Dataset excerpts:
- - - - - - -
//! # Clock Abstraction
//!
//! A single injected source of "now" for everything the data-access layer
//! stamps: history rows, document timestamps, interval-scoped codes.
//!
//! ## Why Not Call `Utc::now()` Directly?
//! Scattered `now()` calls make transactional behavior untestable - a save
//! that stamps three rows would stamp them with three different instants,
//! and tests could never assert on timestamps at all. Orchestration reads
//! the clock once per save and threads that instant through.

use chrono::{DateTime, Utc};

/// Time source interface (allows fixed clocks in tests).
pub trait Clock: Send + Sync {
    /// Current instant in UTC.
    fn now(&self) -> DateTime<Utc>;
}

/// System clock (production).
#[derive(Debug, Clone, Copy, Default)]
pub struct SystemClock;

impl Clock for SystemClock {
    fn now(&self) -> DateTime<Utc> {
        Utc::now()
    }
}

/// Clock pinned to one instant (tests and replays).
#[derive(Debug, Clone, Copy)]
pub struct FixedClock(pub DateTime<Utc>);

impl FixedClock {
    /// Pins the clock to a calendar date at midnight UTC.
    ///
    /// Panics on an invalid date; callers pass literals.
    pub fn at_date(year: i32, month: u32, day: u32) -> Self {
        let date = chrono::NaiveDate::from_ymd_opt(year, month, day)
            .expect("valid calendar date")
            .and_hms_opt(0, 0, 0)
            .expect("valid time");
        FixedClock(DateTime::from_naive_utc_and_offset(date, Utc))
    }
}

impl Clock for FixedClock {
    fn now(&self) -> DateTime<Utc> {
        self.0
    }
}

#[cfg(test)]
mod tests {
    use super::*;
    use chrono::Datelike;

    #[test]
    fn test_fixed_clock_returns_pinned_instant() {
        let clock = FixedClock::at_date(2024, 3, 7);
        assert_eq!(clock.now(), clock.now());
        assert_eq!(clock.now().year(), 2024);
        assert_eq!(clock.now().month(), 3);
        assert_eq!(clock.now().day(), 7);
    }

    #[test]
    fn test_system_clock_is_monotonic_enough() {
        let clock = SystemClock;
        let a = clock.now();
        let b = clock.now();
        assert!(b >= a);
    }
}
- - - - - - -
- Task goal:
Which of the lines above mention the word "save"? Pull those lines out.

- Exercise output:
//! Scattered `now()` calls make transactional behavior untestable - a save
//! the clock once per save and threads that instant through.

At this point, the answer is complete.